L-type pyruvate kinase (L-PK) is a key glycolytic enzyme regulating the flux of metabolites through the pyruvate-phosphoenolpyruvate cycle (1). The regulation of L-PK is complex involving both hormones and nutrients. We have found that feeding rats diets containing polyunsaturated fatty acids (PUFA) significantly inhibits hepatic pyruvate kinase enzyme activity (>60%) and suppresses mRNA(PK) abundance (>70%). Studies with primary hepatocytes indicate that PUFA act directly on hepatocytes. Specifically, arachidonic (20:4, omega 6) and eicosapentaenoic (20:5, omega 3) acid suppressed both mRNA(PK) levels and the activity of a transfected PKCAT (-4300/+12) fusion gene by >70%. This is due to an inhibition of the insulin/glucose-mediated transactivation of L-PKCAT. Deletion analysis localized PUFA-regulated cis-acting elements to a region within the L-PK proximal promoter, i.e. between -197 and -96 base pairs.

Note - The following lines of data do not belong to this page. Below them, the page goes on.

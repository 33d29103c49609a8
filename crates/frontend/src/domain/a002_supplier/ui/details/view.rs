use super::view_model::SupplierDetailsViewModel;
use contracts::domain::a002_supplier::aggregate::{Supplier, SupplierForm};
use leptos::prelude::*;
use thaw::*;

use crate::layout::toast_service::use_toast;
use crate::shared::query_client::use_query_client;

fn field(
    vm: SupplierDetailsViewModel,
    label: &'static str,
    name: &'static str,
    input_type: &'static str,
    get: fn(&SupplierForm) -> String,
    set: fn(&mut SupplierForm, String),
) -> impl IntoView {
    view! {
        <div class="form__group">
            <label class="form__label" for=name>{label}</label>
            <input
                type=input_type
                id=name
                class="form__input"
                prop:value=move || vm.form.with(get)
                on:input=move |ev| {
                    let value = event_target_value(&ev);
                    vm.form.update(|f| set(f, value));
                }
                disabled=move || vm.saving.get()
            />
            {move || vm.field_error(name).map(|e| view! { <div class="form__error">{e}</div> })}
        </div>
    }
}

#[component]
pub fn SupplierDetails(
    supplier: Option<Supplier>,
    on_saved: Callback<()>,
    on_cancel: Callback<()>,
) -> impl IntoView {
    let vm = SupplierDetailsViewModel::new(supplier.as_ref(), use_toast(), use_query_client());

    view! {
        <div class="details-container supplier-details">
            <div class="details-form">
                {field(vm, "供应商名称 *", "name", "text", |f| f.name.clone(), |f, v| f.name = v)}
                {field(vm, "联系人", "contact_person", "text", |f| f.contact_person.clone(), |f, v| f.contact_person = v)}
                <div class="form__row">
                    {field(vm, "电话", "phone", "tel", |f| f.phone.clone(), |f, v| f.phone = v)}
                    {field(vm, "邮箱", "email", "email", |f| f.email.clone(), |f, v| f.email = v)}
                </div>
                {field(vm, "地址", "address", "text", |f| f.address.clone(), |f, v| f.address = v)}
            </div>

            <div class="details-actions">
                <Button
                    appearance=ButtonAppearance::Primary
                    on_click=move |_| vm.save_command(on_saved)
                    disabled=Signal::derive(move || vm.saving.get())
                >
                    {move || {
                        if vm.saving.get() {
                            "提交中..."
                        } else if vm.is_edit_mode() {
                            "更新"
                        } else {
                            "创建"
                        }
                    }}
                </Button>
                <Button
                    appearance=ButtonAppearance::Secondary
                    on_click=move |_| on_cancel.run(())
                >
                    "取消"
                </Button>
            </div>
        </div>
    }
}
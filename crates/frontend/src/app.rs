use crate::layout::toast_service::{ToastService, Toaster};
use crate::routes::routes::AppRoutes;
use crate::shared::query_client::QueryClient;
use crate::system::auth::context::SessionContext;
use crate::system::roles::resolver::provide_role_resolver;
use leptos::prelude::*;

#[component]
pub fn App() -> impl IntoView {
    // Notifications and the query cache are used by every screen
    provide_context(ToastService::new());
    let queries = QueryClient::new();
    provide_context(queries);

    let session = SessionContext::init();
    provide_role_resolver(session, queries);

    view! {
        <AppRoutes />
        <Toaster />
    }
}
//! Uploads into the backend's object storage

use contracts::domain::a001_product::image::{check_image, object_path, ImageCandidate};
use contracts::shared::error::ApiError;
use gloo_net::http::Request;
use uuid::Uuid;
use web_sys::File;

use super::api_utils::{backend, client_config, ensure_ok, network_error, with_backend_headers};

/// Browser file as seen by the image checks
pub fn image_candidate(file: &File) -> ImageCandidate {
    ImageCandidate {
        name: file.name(),
        size: file.size() as u64,
        mime: file.type_(),
    }
}

/// Upload a product image and return its public URL
pub async fn upload_product_image(file: File) -> Result<String, ApiError> {
    let storage = &client_config().storage;
    let candidate = image_candidate(&file);
    check_image(&candidate, storage.max_image_bytes)
        .map_err(|rejection| ApiError::Upload(rejection.to_string()))?;

    let path = object_path(&candidate.name, Uuid::new_v4());
    let url = backend().storage_object_url(&storage.product_images_bucket, &path);

    let response = with_backend_headers(Request::post(&url))
        .await
        .header("Content-Type", &candidate.mime)
        .header("x-upsert", "false")
        .body(file)
        .map_err(|e| ApiError::Upload(e.to_string()))?
        .send()
        .await
        .map_err(network_error)?;

    ensure_ok(response).await.map_err(|e| match e {
        ApiError::Backend { message, .. } => ApiError::Upload(message),
        other => other,
    })?;

    log::info!("uploaded product image {}", path);
    Ok(backend().public_object_url(&storage.product_images_bucket, &path))
}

This region binds two transcription factors involved in the hormone/nutrient regulation of L-PK gene transcription, i.e. a major late transcription factor-like factor and HNF-4. Linker scanning mutation analysis localized the PUFA-regulated cis-acting elements to the vicinity of the HNF-4 binding site. Thus, PUFA-regulated factors abrogate the insulin/glucose activation of L-PK gene transcription by targeting the HNF-4 elements. These studies suggest that PUFA may have significant effects on hepatic carbohydrate metabolism by inhibiting the L-PK side of the pyruvate-phosphoenolpyruvate cycle.